● Task statement: Take from the data every line in which the word "their" is found.

● Data in this exercise:
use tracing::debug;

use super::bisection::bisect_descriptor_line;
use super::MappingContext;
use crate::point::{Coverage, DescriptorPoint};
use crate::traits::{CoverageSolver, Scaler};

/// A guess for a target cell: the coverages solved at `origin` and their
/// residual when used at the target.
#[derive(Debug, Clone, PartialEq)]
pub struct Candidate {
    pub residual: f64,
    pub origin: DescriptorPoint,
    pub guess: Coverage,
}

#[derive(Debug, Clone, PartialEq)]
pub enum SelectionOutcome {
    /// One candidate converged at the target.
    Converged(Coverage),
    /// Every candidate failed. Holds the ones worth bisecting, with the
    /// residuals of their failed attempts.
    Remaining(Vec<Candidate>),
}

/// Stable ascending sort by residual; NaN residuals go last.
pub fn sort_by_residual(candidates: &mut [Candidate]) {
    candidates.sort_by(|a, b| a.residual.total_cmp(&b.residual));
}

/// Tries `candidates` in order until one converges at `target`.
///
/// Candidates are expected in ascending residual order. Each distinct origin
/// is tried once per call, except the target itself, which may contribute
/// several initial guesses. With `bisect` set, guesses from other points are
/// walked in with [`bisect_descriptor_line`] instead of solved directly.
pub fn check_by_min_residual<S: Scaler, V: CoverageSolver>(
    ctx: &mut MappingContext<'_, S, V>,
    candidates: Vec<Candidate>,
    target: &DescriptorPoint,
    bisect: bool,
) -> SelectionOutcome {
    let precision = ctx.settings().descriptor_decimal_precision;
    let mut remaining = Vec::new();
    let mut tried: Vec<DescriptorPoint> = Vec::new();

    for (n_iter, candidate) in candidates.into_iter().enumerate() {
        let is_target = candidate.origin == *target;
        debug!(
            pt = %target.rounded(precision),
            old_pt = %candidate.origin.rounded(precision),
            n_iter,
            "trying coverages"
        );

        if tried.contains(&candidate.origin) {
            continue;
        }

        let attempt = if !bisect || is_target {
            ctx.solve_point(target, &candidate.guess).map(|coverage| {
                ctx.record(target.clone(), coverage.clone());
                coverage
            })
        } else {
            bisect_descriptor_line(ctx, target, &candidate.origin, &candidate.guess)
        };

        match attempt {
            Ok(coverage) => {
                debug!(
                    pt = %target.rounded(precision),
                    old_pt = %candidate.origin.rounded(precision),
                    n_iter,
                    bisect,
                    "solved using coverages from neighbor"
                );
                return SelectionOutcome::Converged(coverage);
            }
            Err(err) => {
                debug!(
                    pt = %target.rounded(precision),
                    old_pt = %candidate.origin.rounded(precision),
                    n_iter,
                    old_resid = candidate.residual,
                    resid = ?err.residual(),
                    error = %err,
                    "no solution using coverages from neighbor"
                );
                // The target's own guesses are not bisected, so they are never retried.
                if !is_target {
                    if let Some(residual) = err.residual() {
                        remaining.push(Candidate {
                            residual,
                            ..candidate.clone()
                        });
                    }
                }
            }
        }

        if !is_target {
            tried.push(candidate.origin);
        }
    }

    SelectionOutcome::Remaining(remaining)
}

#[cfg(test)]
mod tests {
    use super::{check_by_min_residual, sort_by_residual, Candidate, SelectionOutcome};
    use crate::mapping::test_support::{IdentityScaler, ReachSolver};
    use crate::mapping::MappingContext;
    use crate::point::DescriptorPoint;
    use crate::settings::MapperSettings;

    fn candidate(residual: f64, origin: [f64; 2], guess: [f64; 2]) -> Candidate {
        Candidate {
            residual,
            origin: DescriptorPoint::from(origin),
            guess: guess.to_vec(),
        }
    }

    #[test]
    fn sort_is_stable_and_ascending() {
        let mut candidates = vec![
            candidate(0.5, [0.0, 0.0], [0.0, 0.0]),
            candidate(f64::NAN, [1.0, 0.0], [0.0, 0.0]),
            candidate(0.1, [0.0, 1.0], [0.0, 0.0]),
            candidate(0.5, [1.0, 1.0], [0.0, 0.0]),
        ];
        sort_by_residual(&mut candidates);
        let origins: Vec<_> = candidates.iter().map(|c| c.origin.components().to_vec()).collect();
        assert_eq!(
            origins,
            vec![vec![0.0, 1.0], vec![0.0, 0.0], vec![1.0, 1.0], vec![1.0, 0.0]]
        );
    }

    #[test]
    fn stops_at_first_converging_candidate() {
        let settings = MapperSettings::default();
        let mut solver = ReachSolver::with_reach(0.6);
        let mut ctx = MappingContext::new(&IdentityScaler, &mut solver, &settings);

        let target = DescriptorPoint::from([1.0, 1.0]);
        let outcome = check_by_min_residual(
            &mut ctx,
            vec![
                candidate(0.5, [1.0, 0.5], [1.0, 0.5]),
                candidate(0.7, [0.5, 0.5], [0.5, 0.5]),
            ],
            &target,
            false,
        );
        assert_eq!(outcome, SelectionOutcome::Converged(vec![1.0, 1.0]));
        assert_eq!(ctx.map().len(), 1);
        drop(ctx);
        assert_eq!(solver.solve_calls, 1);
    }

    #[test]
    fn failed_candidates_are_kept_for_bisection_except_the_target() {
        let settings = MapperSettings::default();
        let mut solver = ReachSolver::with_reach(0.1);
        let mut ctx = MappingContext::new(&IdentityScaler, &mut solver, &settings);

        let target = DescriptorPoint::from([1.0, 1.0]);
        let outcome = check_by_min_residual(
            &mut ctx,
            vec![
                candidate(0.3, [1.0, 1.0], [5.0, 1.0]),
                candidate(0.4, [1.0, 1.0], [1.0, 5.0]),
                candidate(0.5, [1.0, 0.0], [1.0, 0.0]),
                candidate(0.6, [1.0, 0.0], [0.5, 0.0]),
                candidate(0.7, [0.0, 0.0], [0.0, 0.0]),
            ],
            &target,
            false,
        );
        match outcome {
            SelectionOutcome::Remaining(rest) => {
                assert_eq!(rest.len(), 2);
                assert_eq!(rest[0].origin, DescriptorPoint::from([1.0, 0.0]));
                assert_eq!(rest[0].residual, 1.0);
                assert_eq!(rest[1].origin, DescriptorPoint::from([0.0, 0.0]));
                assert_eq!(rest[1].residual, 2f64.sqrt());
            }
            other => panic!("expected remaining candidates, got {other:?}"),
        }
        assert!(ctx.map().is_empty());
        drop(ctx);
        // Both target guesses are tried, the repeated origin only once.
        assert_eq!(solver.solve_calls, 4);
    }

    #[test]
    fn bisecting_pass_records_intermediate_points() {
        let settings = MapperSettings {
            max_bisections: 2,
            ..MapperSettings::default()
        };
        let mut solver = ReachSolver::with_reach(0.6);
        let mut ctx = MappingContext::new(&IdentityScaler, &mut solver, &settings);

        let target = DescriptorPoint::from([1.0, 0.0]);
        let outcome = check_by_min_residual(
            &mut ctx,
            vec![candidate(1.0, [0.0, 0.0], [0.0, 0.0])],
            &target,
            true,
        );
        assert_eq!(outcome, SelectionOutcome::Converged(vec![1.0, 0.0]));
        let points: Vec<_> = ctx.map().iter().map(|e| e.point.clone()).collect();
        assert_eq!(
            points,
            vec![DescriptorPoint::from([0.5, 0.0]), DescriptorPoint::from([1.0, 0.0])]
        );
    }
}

==

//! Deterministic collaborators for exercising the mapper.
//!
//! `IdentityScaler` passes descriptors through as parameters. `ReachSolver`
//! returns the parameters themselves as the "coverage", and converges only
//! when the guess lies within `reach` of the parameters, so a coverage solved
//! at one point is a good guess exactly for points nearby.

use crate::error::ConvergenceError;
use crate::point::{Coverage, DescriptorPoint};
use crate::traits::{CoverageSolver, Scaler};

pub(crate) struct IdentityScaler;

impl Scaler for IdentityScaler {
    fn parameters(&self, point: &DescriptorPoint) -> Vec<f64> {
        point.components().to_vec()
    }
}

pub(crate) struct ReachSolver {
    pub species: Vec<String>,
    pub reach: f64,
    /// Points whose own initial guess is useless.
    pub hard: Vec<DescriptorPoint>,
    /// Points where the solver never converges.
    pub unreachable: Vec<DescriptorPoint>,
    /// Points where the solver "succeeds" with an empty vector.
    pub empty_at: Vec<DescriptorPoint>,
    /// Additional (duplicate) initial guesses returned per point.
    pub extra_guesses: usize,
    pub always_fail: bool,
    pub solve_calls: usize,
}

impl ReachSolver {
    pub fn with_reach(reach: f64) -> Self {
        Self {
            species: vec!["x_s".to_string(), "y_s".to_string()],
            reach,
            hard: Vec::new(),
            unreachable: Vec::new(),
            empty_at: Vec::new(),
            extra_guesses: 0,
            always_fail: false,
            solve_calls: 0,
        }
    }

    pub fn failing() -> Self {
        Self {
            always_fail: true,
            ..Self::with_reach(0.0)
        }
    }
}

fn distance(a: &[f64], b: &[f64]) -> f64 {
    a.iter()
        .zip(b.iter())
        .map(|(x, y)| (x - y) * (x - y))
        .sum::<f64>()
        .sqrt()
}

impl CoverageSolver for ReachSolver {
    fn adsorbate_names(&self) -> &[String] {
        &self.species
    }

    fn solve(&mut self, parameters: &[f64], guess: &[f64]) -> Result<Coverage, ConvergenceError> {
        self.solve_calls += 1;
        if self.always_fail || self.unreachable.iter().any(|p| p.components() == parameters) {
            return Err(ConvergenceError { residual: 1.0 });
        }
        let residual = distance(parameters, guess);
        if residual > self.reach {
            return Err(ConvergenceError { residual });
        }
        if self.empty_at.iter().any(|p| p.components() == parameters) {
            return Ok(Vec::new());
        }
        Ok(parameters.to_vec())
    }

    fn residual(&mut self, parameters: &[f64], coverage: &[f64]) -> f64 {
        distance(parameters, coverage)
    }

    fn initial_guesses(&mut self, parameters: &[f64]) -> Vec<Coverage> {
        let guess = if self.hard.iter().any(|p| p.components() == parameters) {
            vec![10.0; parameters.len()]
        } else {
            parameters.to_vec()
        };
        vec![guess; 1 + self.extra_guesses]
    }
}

---

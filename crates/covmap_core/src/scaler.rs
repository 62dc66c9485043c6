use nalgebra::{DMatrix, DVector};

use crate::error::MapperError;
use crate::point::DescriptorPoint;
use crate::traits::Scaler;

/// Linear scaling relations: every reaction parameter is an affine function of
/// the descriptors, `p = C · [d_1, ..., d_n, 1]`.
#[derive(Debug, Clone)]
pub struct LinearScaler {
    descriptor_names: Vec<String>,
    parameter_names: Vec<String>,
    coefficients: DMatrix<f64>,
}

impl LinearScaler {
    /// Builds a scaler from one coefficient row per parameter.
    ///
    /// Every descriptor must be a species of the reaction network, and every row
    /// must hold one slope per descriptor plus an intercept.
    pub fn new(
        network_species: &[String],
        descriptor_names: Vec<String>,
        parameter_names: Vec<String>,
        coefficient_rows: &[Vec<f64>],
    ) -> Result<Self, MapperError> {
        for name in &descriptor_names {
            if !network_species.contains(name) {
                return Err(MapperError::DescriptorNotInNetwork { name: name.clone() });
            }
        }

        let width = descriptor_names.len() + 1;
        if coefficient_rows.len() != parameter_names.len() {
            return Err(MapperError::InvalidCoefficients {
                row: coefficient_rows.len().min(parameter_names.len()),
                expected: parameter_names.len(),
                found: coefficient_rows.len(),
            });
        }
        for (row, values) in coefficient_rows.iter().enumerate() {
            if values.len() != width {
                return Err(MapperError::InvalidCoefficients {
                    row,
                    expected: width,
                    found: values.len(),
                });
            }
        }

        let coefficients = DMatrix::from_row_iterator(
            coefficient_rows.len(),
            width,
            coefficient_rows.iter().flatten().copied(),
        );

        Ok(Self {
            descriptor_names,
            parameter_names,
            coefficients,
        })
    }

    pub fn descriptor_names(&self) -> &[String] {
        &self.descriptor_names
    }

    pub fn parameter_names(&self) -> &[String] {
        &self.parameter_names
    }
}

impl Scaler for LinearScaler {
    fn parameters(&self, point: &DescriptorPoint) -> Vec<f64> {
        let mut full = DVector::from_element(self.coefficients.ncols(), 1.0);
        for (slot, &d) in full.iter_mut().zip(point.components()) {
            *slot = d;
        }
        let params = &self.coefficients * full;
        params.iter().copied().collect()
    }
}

● Solution to this problem:
/// A guess for a target cell: the coverages solved at `origin` and their
    /// residuals of their failed attempts.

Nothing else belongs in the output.